Listen for the other person’s perspective and how your behaviour impacts him or her, as well as the team.
Do your best consistently and reliably.
Thank someone who offers you a compliment.
1) Remove all masks.
Sincerity is the ideal mindset for conflict resolution. If we cannot achieve sincerity, at least aim for authenticity. Being authentic means not hiding behind masks, but showing up as yourself.
2) Identify the real problem.
Often the real problem lurks somewhere behind or underneath the apparent problem. Conflict will not be resolved until the process can address the true problem.
3) Give up a must-win attitude.
When players compete too hard all the time, a good deal of life passes them by.
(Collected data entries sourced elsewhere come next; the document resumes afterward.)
use crate::state::AppState;
use axum::Router;
use axum::routing::{get, post};
use std::sync::Arc;

pub mod handlers;
pub mod requests;
pub mod responses;

pub fn router(state: Arc<AppState>) -> Router {
    Router::new()
        .route("/api/distance", get(handlers::get_distance))
        .route("/api/config", get(handlers::get_config))
        .route("/api/saveConfig", post(handlers::save_config))
        .route("/api/health", get(handlers::get_health))
        .route("/api/device", get(handlers::get_device))
        .with_state(state)
}
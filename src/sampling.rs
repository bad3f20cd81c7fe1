//! Rate-limited, validity-filtered access to the range sensor.
//!
//! The HTTP layer may poll as often as it likes; the sensor is only touched
//! once per minimum interval. Readings outside the valid window, missing
//! echoes and driver errors never replace the last good distance. They only
//! mark the held value as stale.

use crate::clock::Clock;
use crate::sensor::{RangeSensor, Ranging};
use serde::Serialize;
use std::time::{Duration, Instant};
use tracing::{debug, warn};

pub const MIN_DISTANCE_CM: f64 = 0.0;
pub const MAX_DISTANCE_CM: f64 = 400.0;
pub const DEFAULT_MIN_INTERVAL: Duration = Duration::from_millis(250);

/// A validated distance, or nothing measured yet.
#[derive(Debug, Clone, Copy, PartialEq, Default)]
pub enum Distance {
    #[default]
    Unknown,
    Measured(f64),
}

impl Distance {
    /// Wire value reported while no valid measurement exists.
    pub const SENTINEL_CM: f64 = -1.0;

    pub fn from_cm(distance_cm: f64) -> Option<Self> {
        if distance_cm.is_finite() && (MIN_DISTANCE_CM..=MAX_DISTANCE_CM).contains(&distance_cm) {
            Some(Distance::Measured(distance_cm))
        } else {
            None
        }
    }

    pub fn cm(self) -> Option<f64> {
        match self {
            Distance::Measured(cm) => Some(cm),
            Distance::Unknown => None,
        }
    }

    pub fn to_wire(self) -> f64 {
        self.cm().unwrap_or(Self::SENTINEL_CM)
    }
}

#[derive(Debug, Clone, Copy, PartialEq, Eq, Default, Serialize)]
#[serde(rename_all = "lowercase")]
pub enum Freshness {
    /// The most recent sensor attempt produced the held distance.
    Fresh,
    /// The most recent attempt failed; the held distance is older, or unknown.
    #[default]
    Stale,
}

/// The default is the state before any sensor attempt.
#[derive(Debug, Clone, Copy, PartialEq, Default)]
pub struct Sample {
    pub distance: Distance,
    pub freshness: Freshness,
    /// Time since the held distance was measured.
    pub age: Option<Duration>,
    pub consecutive_failures: u32,
}

#[derive(Debug, Clone, Copy, Default)]
struct SampleState {
    last_distance: Distance,
    last_sample_at: Option<Instant>,
    last_valid_at: Option<Instant>,
    last_attempt_ok: bool,
    consecutive_failures: u32,
}

pub struct SampleCache<S, C> {
    sensor: S,
    clock: C,
    min_interval: Duration,
    state: SampleState,
}

impl<S, C> SampleCache<S, C>
where
    S: RangeSensor,
    C: Clock,
{
    pub fn new(sensor: S, clock: C, min_interval: Duration) -> Self {
        Self {
            sensor,
            clock,
            min_interval,
            state: SampleState::default(),
        }
    }

    pub fn min_interval(&self) -> Duration {
        self.min_interval
    }

    /// Return the current distance, measuring first if the interval has elapsed.
    pub fn sample(&mut self) -> Sample {
        let now = self.clock.now();
        let due = self
            .state
            .last_sample_at
            .is_none_or(|at| now.saturating_duration_since(at) >= self.min_interval);
        if due {
            self.refresh(now);
        }
        self.snapshot(now)
    }

    fn refresh(&mut self, now: Instant) {
        // Stamp before validating so persistent failures stay rate limited.
        self.state.last_sample_at = Some(match self.state.last_sample_at {
            Some(previous) => previous.max(now),
            None => now,
        });

        match self.sensor.measure() {
            Ok(Ranging::Echo { distance_cm }) => match Distance::from_cm(distance_cm) {
                Some(distance) => {
                    debug!(distance_cm, "Range sample accepted");
                    self.state.last_distance = distance;
                    self.state.last_valid_at = Some(now);
                    self.state.last_attempt_ok = true;
                    self.state.consecutive_failures = 0;
                }
                None => self.record_failure(format_args!(
                    "distance out of range: {distance_cm}cm \
                     (expected {MIN_DISTANCE_CM}-{MAX_DISTANCE_CM})"
                )),
            },
            Ok(Ranging::NoEcho) => self.record_failure(format_args!("no echo")),
            Err(err) => self.record_failure(format_args!("measure failed: {err}")),
        }
    }

    fn record_failure(&mut self, reason: std::fmt::Arguments<'_>) {
        self.state.last_attempt_ok = false;
        self.state.consecutive_failures = self.state.consecutive_failures.saturating_add(1);
        warn!(
            reason = %reason,
            consecutive_failures = self.state.consecutive_failures,
            retained_cm = self.state.last_distance.to_wire(),
            "Invalid range sample, keeping last known distance"
        );
    }

    fn snapshot(&self, now: Instant) -> Sample {
        let freshness = if self.state.last_attempt_ok {
            Freshness::Fresh
        } else {
            Freshness::Stale
        };
        Sample {
            distance: self.state.last_distance,
            freshness,
            age: self
                .state
                .last_valid_at
                .map(|at| now.saturating_duration_since(at)),
            consecutive_failures: self.state.consecutive_failures,
        }
    }
}
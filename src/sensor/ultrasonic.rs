//! Single-wire ultrasonic ranger (trigger and echo share one GPIO line).
//!
//! A transaction drives a short trigger pulse, flips the line to input and
//! times the echo pulse. The configured timeout bounds the whole transaction,
//! not each phase.

use crate::error::AppError;
use crate::sensor::{RangeSensor, Ranging};
use std::time::Duration;

#[cfg(target_os = "linux")]
use rppal::gpio::{Gpio, IoPin, Mode};
#[cfg(target_os = "linux")]
use std::time::Instant;
#[cfg(target_os = "linux")]
use tracing::trace;

/// Round-trip echo time per centimetre, as µs / 29 / 2.
pub const MICROS_PER_CM: u64 = 29;
pub const TRIGGER_SETTLE: Duration = Duration::from_micros(2);
pub const TRIGGER_PULSE: Duration = Duration::from_micros(10);

/// Convert an echo pulse width into centimetres.
pub fn echo_to_cm(echo: Duration) -> f64 {
    let micros = echo.as_micros() as u64;
    (micros / MICROS_PER_CM / 2) as f64
}

#[cfg(target_os = "linux")]
pub struct UltrasonicRanger {
    pin: IoPin,
    timeout: Duration,
}

#[cfg(target_os = "linux")]
impl UltrasonicRanger {
    pub fn new(sig_pin: u8, timeout: Duration) -> Result<Self, AppError> {
        let gpio = Gpio::new().map_err(|err| AppError::Gpio(err.to_string()))?;
        let pin = gpio
            .get(sig_pin)
            .map_err(|err| AppError::Gpio(err.to_string()))?
            .into_io(Mode::Output);
        Ok(Self { pin, timeout })
    }

    fn trigger(&mut self) {
        self.pin.set_mode(Mode::Output);
        self.pin.set_low();
        spin_for(TRIGGER_SETTLE);
        self.pin.set_high();
        spin_for(TRIGGER_PULSE);
        self.pin.set_low();
        self.pin.set_mode(Mode::Input);
    }

    /// Spin until the line reaches `high` or the deadline passes.
    fn wait_for_level(&self, high: bool, deadline: Instant) -> Option<Instant> {
        loop {
            let now = Instant::now();
            if self.pin.is_high() == high {
                return Some(now);
            }
            if now >= deadline {
                return None;
            }
            std::hint::spin_loop();
        }
    }
}

#[cfg(target_os = "linux")]
impl RangeSensor for UltrasonicRanger {
    fn measure(&mut self) -> Result<Ranging, AppError> {
        let deadline = Instant::now() + self.timeout;
        self.trigger();

        let Some(rise) = self.wait_for_level(true, deadline) else {
            trace!("No echo pulse start before timeout");
            return Ok(Ranging::NoEcho);
        };
        let Some(fall) = self.wait_for_level(false, deadline) else {
            trace!("Echo pulse did not end before timeout");
            return Ok(Ranging::NoEcho);
        };

        Ok(Ranging::Echo {
            distance_cm: echo_to_cm(fall.saturating_duration_since(rise)),
        })
    }
}

#[cfg(target_os = "linux")]
fn spin_for(duration: Duration) {
    let start = Instant::now();
    while start.elapsed() < duration {
        std::hint::spin_loop();
    }
}

#[cfg(not(target_os = "linux"))]
pub struct UltrasonicRanger;

#[cfg(not(target_os = "linux"))]
impl UltrasonicRanger {
    pub fn new(_sig_pin: u8, _timeout: Duration) -> Result<Self, AppError> {
        Err(AppError::Gpio(
            "ultrasonic ranger requires Linux/Raspberry Pi".to_string(),
        ))
    }
}

#[cfg(not(target_os = "linux"))]
impl RangeSensor for UltrasonicRanger {
    fn measure(&mut self) -> Result<Ranging, AppError> {
        Err(AppError::Sensor(
            "ultrasonic ranger requires Linux/Raspberry Pi".to_string(),
        ))
    }
}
They go to the wall to defend a position and will go down screaming, taking as many people with them as possible. Conflicts are not won; they are resolved.
4) Develop several possible solutions.
In reality, most situations can go in a variety of directions. It may be up to you to create the choices.
5) Evaluate options and select a solution.
Choose the best workable choice from the possibilities you have gathered. The goal is to choose the possibility that will hold the most for both you and the other party.
6) Communicate in a manner certain to be received.
A great idea goes nowhere if you don’t communicate it to others. Only when someone feels you have heard their message are they ready to listen to yours, so listen actively. Communication that is full of anger, lacks clarity, and has no commitment behind it, will not bring about action.
7) Acknowledge and preserve the value in the relationship.
Resolving conflict is about preserving relationships. If that were not so, people would not try to resolve their conflicts. Disputes would just fester and eventually destroy the relationship. To provide a temporary time-out for individuals who feel they are locked in conflict, ask questions such as these:
- How do you think we are doing?
- Are we making progress on this issue?
Do you feel your views are being heard?